Derivation of Exponential Functions

Let’s consider an exponential function:

\[y(x) = b^x\]

We want to measure the rate of change of this function with respect to \(x\).

Let’s pull a page from the Limits and Derivatives and apply the core logic to get the derivative:

\[\begin{aligned} y'(x) &= \lim_{h \to 0} \frac{y(x+h) - y(x)}{h} \\[1em] &= \lim_{h \to 0} \frac{b^{(x+h)} - b^{(x)}}{h} \end{aligned}\]

We cannot apply the Binomial Theorem, because we have a varying power, not a varying base.

(A refresher on why this is different from the Power Rule):

If we have \(y(x) = x^n\) (like \(x^2\)), the base \(x\) is the variable.

\[\begin{aligned} y'(x) &= \lim_{h \to 0} \frac{(x+h)^2 - x^2}{h} \\[1em] &= \lim_{h \to 0} \frac{\cancel{x^2}+2xh+h^2 - \cancel{x^2}}{h} \\[1em] &= \lim_{h \to 0} \frac{\cancel{h}(2x+h)}{\cancel{h}} \\[1em] &= \lim_{h \to 0} (2x+\overbrace{h}^{\to 0}) = 2x \end{aligned}\]

This works because we can use the Binomial Theorem on \((x+h)^2\) and it fails for \(b^{x+h}\)

No worries, we just use a different perspective for \(b^{x+h}\):

\[\begin{aligned} y'(x) &= \lim_{h \to 0} \frac{b^{(x+h)} - b^{x}}{h} \\[1em] &= \lim_{h \to 0} \frac{b^{x} \cdot b^{h} - b^{x}}{h} \\[1em] &= \lim_{h \to 0} \frac{b^{x}(b^{h} - 1)}{h} \end{aligned}\]

As we can see, the limit \(\lim_{h \to 0}\) only affects \(h\). The term \(b^x\) has no \(h\), so we can pull it out as a constant:

\[y'(x) = b^{x} \cdot \underbrace{\left( \lim_{h \to 0} \frac{b^h - 1}{h} \right)}_{C_b}\]

Let’s assign \(C_b\) for this constant limit.

\[\frac{d}{dx}(b^x) = y'(x) = b^{x} \cdot C_b\]

This result is quite remarkable: the derivative of an exponential function (its rate of change) is the function’s value at that point, times a constant value \(C_b\) that depends only on the base \(b\).

Since the derivative gives us the slope, we can say the slope of the function at any point \(x\) is \(b^x \cdot C_b\).
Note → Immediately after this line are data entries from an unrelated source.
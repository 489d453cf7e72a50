//! Error types for Spice.
//!
//! This module defines the error hierarchy shared by the controller and its
//! collaborators. All errors implement the standard `std::error::Error`
//! trait via `thiserror`.
//!
//! # Error Handling Philosophy
//!
//! - [`TransportError`] comes from the remote transport and is forwarded
//!   verbatim to every caller coalesced on the failed fetch.
//! - [`DecodeError`] describes an unreadable stored value. The controller
//!   never surfaces it; a corrupt entry is simply a cache miss.
//! - [`SyncError`] is what a `sync` or `invalidate` call resolves to. It is
//!   `Clone` because one outcome is broadcast to many waiters.
//!
//! # Example
//!
//! ```
//! use spice_core::{SyncError, SyncResult, TransportError};
//!
//! fn fetch(ok: bool) -> SyncResult<u32> {
//!     if !ok {
//!         return Err(TransportError::status(503, "maintenance").into());
//!     }
//!     Ok(42)
//! }
//!
//! assert!(fetch(false).unwrap_err().is_transport_error());
//! ```

use thiserror::Error;

/// Error reported by the remote transport for a single operation.
#[derive(Debug, Clone, PartialEq, Eq, Error)]
pub enum TransportError {
    /// The remote endpoint could not be reached.
    #[error("transport unavailable: {reason}")]
    Unavailable {
        /// Why the endpoint was unreachable
        reason: String,
    },

    /// The remote endpoint answered with a failure status.
    #[error("remote returned status {status}: {message}")]
    Status {
        /// Status code reported by the remote
        status: u16,
        /// Message accompanying the status
        message: String,
    },

    /// Any other transport failure.
    #[error("transport failed: {0}")]
    Other(String),
}

impl TransportError {
    /// Creates an Unavailable error.
    pub fn unavailable(reason: impl Into<String>) -> Self {
        Self::Unavailable {
            reason: reason.into(),
        }
    }

    /// Creates a Status error.
    pub fn status(status: u16, message: impl Into<String>) -> Self {
        Self::Status {
            status,
            message: message.into(),
        }
    }

    /// Creates an Other error.
    pub fn other(message: impl Into<String>) -> Self {
        Self::Other(message.into())
    }
}

/// Error decoding a value read back from the key-value store.
#[derive(Debug, Error)]
pub enum DecodeError {
    /// The stored value is not valid JSON.
    #[error("stored value is not valid JSON: {0}")]
    Json(#[from] serde_json::Error),

    /// The stored value is JSON but not a known envelope.
    #[error("stored value has an unknown shape: {0}")]
    UnknownShape(String),
}

/// Outcome error of a controller operation.
#[derive(Debug, Clone, PartialEq, Error)]
pub enum SyncError {
    /// The transport failed; forwarded verbatim.
    #[error(transparent)]
    Transport(#[from] TransportError),

    /// The controller is missing required configuration.
    #[error("configuration error: {reason}")]
    Configuration {
        /// What is missing or invalid
        reason: String,
    },

    /// The key-value store rejected an explicit operation.
    #[error("store '{store}' failed: {message}")]
    Store {
        /// Name of the failing store
        store: String,
        /// Description of the failure
        message: String,
    },

    /// The fetch for a key exceeded its deadline.
    #[error("fetch for key '{key}' timed out after {millis}ms")]
    FetchTimeout {
        /// The cache key whose fetch timed out
        key: String,
        /// The deadline that elapsed
        millis: u64,
    },

    /// The initiating call went away before the fetch resolved.
    #[error("fetch for key '{key}' was abandoned before completing")]
    Abandoned {
        /// The cache key whose fetch was abandoned
        key: String,
    },
}

impl SyncError {
    // ============================================
    // Convenience constructors
    // ============================================

    /// Creates a Configuration error.
    pub fn configuration(reason: impl Into<String>) -> Self {
        Self::Configuration {
            reason: reason.into(),
        }
    }

    /// Creates the error returned when no backend was configured.
    ///
    /// # Example
    ///
    /// ```
    /// use spice_core::SyncError;
    ///
    /// let error = SyncError::missing_backend();
    /// assert!(error.is_configuration_error());
    /// ```
    pub fn missing_backend() -> Self {
        Self::configuration("a key-value backend is required for cache operations")
    }

    /// Creates a Store error.
    pub fn store(store: impl Into<String>, message: impl Into<String>) -> Self {
        Self::Store {
            store: store.into(),
            message: message.into(),
        }
    }

    /// Creates a FetchTimeout error.
    pub fn fetch_timeout(key: impl Into<String>, millis: u64) -> Self {
        Self::FetchTimeout {
            key: key.into(),
            millis,
        }
    }

    /// Creates an Abandoned error.
    pub fn abandoned(key: impl Into<String>) -> Self {
        Self::Abandoned { key: key.into() }
    }

    // ============================================
    // Query methods
    // ============================================

    /// Returns true if the transport produced this error.
    pub fn is_transport_error(&self) -> bool {
        matches!(self, Self::Transport(_))
    }

    /// Returns true if this is a configuration error.
    pub fn is_configuration_error(&self) -> bool {
        matches!(self, Self::Configuration { .. })
    }

    /// Returns true if this is a store error.
    pub fn is_store_error(&self) -> bool {
        matches!(self, Self::Store { .. })
    }

    /// Returns true if the fetch hit its deadline.
    pub fn is_timeout(&self) -> bool {
        matches!(self, Self::FetchTimeout { .. })
    }

    /// Returns the transport error, if this wraps one.
    pub fn as_transport(&self) -> Option<&TransportError> {
        match self {
            Self::Transport(e) => Some(e),
            _ => None,
        }
    }
}

/// Type alias for Results with SyncError.
pub type SyncResult<T> = std::result::Result<T, SyncError>;
//! In-flight fetch registry and per-key completion broadcast.
//!
//! Every key with an outstanding fetch owns exactly one
//! [`CompletionBroadcaster`]. Callers that arrive while the fetch runs
//! subscribe to it instead of starting their own. Registration and firing
//! happen under the same lock, so a subscriber can never attach to a
//! broadcaster that already fired.

use std::collections::HashMap;
use std::sync::atomic::{AtomicU64, Ordering};

use parking_lot::Mutex;
use serde_json::Value;
use spice_core::SyncError;
use tokio::sync::oneshot;

use crate::keys::CacheKey;

/// Outcome shared with every caller coalesced on one fetch.
pub type Outcome = Result<Value, SyncError>;

/// Identity of a single fetch. Distinguishes consecutive fetches for the
/// same key.
#[derive(Debug, Clone, Copy, PartialEq, Eq, Hash)]
pub struct FlightId(u64);

impl FlightId {
    /// Returns the raw id.
    pub fn get(&self) -> u64 {
        self.0
    }
}

/// One-shot delivery of a fetch outcome to the callers waiting on it.
#[derive(Debug)]
pub struct CompletionBroadcaster {
    flight: FlightId,
    waiters: Vec<oneshot::Sender<Outcome>>,
}

impl CompletionBroadcaster {
    fn new(flight: FlightId) -> Self {
        Self {
            flight,
            waiters: Vec::new(),
        }
    }

    fn subscribe(&mut self) -> oneshot::Receiver<Outcome> {
        let (tx, rx) = oneshot::channel();
        self.waiters.push(tx);
        rx
    }

    /// Sends `outcome` to every waiter in registration order and consumes
    /// the broadcaster. Returns how many waiters were still listening.
    fn fire(self, outcome: &Outcome) -> usize {
        self.waiters
            .into_iter()
            .filter_map(|tx| tx.send(outcome.clone()).ok())
            .count()
    }
}

/// A caller's place in line for a fetch someone else started.
#[derive(Debug)]
pub struct Subscription {
    key: CacheKey,
    rx: oneshot::Receiver<Outcome>,
}

impl Subscription {
    /// Waits for the fetch to resolve.
    ///
    /// If the broadcaster is dropped without firing, the fetch is reported as
    /// abandoned instead of hanging forever.
    pub async fn outcome(self) -> Outcome {
        let Self { key, rx } = self;
        rx.await
            .unwrap_or_else(|_| Err(SyncError::abandoned(key.as_str())))
    }

    /// The key this subscription waits on.
    pub fn key(&self) -> &CacheKey {
        &self.key
    }
}

/// Decision taken by the caller when no fetch is in flight for a key.
#[derive(Debug)]
pub enum Vacancy<T> {
    /// The caller resolved the request without a fetch (a cache hit).
    Resolved(T),
    /// The caller becomes the initiator of a new fetch.
    Claim,
}

/// Result of [`InFlightRegistry::admit`].
#[derive(Debug)]
pub enum Admission<T> {
    /// Resolved without fetching.
    Resolved(T),
    /// The caller must run the fetch and then call `complete`.
    Initiator(FlightId),
    /// A fetch is already running; wait on the subscription.
    Waiter(Subscription),
}

/// Process-local map of keys with an outstanding fetch.
#[derive(Debug, Default)]
pub struct InFlightRegistry {
    flights: Mutex<HashMap<CacheKey, CompletionBroadcaster>>,
    next_flight: AtomicU64,
}

impl InFlightRegistry {
    /// Creates an empty registry.
    pub fn new() -> Self {
        Self::default()
    }

    /// Atomic get-or-insert for `key`.
    ///
    /// If a fetch is in flight the caller is subscribed to it. Otherwise
    /// `on_vacant` runs while the registry is still locked, so whatever it
    /// does (probing the store, writing a placeholder) cannot interleave with
    /// another caller's admission.
    pub fn admit<T, F>(&self, key: &CacheKey, on_vacant: F) -> Admission<T>
    where
        F: FnOnce() -> Vacancy<T>,
    {
        let mut flights = self.flights.lock();

        if let Some(broadcaster) = flights.get_mut(key) {
            return Admission::Waiter(Subscription {
                key: key.clone(),
                rx: broadcaster.subscribe(),
            });
        }

        match on_vacant() {
            Vacancy::Resolved(value) => Admission::Resolved(value),
            Vacancy::Claim => {
                let flight = FlightId(self.next_flight.fetch_add(1, Ordering::Relaxed));
                flights.insert(key.clone(), CompletionBroadcaster::new(flight));
                Admission::Initiator(flight)
            },
        }
    }

    /// Resolves the fetch `flight` for `key` and notifies its waiters.
    ///
    /// Returns the number of waiters notified, or `None` if `flight` is not
    /// the fetch currently registered for `key` (already completed).
    pub fn complete(&self, key: &CacheKey, flight: FlightId, outcome: &Outcome) -> Option<usize> {
        let broadcaster = {
            let mut flights = self.flights.lock();
            match flights.get(key) {
                Some(current) if current.flight == flight => flights.remove(key),
                _ => None,
            }
        }?;

        Some(broadcaster.fire(outcome))
    }

    /// Returns true if a fetch is outstanding for `key`.
    pub fn is_in_flight(&self, key: &CacheKey) -> bool {
        self.flights.lock().contains_key(key)
    }

    /// Returns the number of keys with an outstanding fetch.
    pub fn in_flight(&self) -> usize {
        self.flights.lock().len()
    }

    /// Returns the number of callers waiting on `key`, excluding the
    /// initiator.
    pub fn waiter_count(&self, key: &CacheKey) -> usize {
        self.flights
            .lock()
            .get(key)
            .map(|b| b.waiters.len())
            .unwrap_or(0)
    }
}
To better understand what this constant \(C_b\) represents, let’s evaluate the slope at the specific point where \(x=0\):

\[\text{Slope at } x=0 = y'(0) = b^0 \cdot C_b = 1 \cdot C_b = C_b\]

So, \(C_b\) is the slope of the function at \(x=0\).

We can conclude that this function behaves in the way that no matter the \(x\), the derivative of this function is simply the evaluated current value (\(b^x\)) times its starting slope (\(C_b\)).

This constant \(C_b\) is different for every base. Let’s look at the term once again:

\[C_b = \lim_{h \to 0} \frac{b^h - 1}{h}\]

Let’s test this with a small value for \(h\), like \(h=0.0001\):

For \(b=2\): \(C_2 \approx \frac{2^{0.0001} - 1}{0.0001} \approx \frac{1.000069317 - 1}{0.0001} \approx 0.693 < 1\)

For \(b=3\): \(C_3 \approx \frac{3^{0.0001} - 1}{0.0001} \approx \frac{1.000109867 - 1}{0.0001} \approx 1.098 > 1\)

hmmm… so there must exist a base somewhere between 2 and 3 where the slope \(C_b\) is exactly 1.

This special number is \(e \approx 2.718...\). (Learn on how this value came to be here).

To summarize:

For any base \(b\): \(\frac{d}{dx}(b^x) = C_b \cdot b^x\) (where \(C_b = \lim_{h \to 0} \frac{b^h - 1}{h}\))
For the special base \(e\): \(\frac{d}{dx}(e^x) = 1 \cdot e^x = e^x\)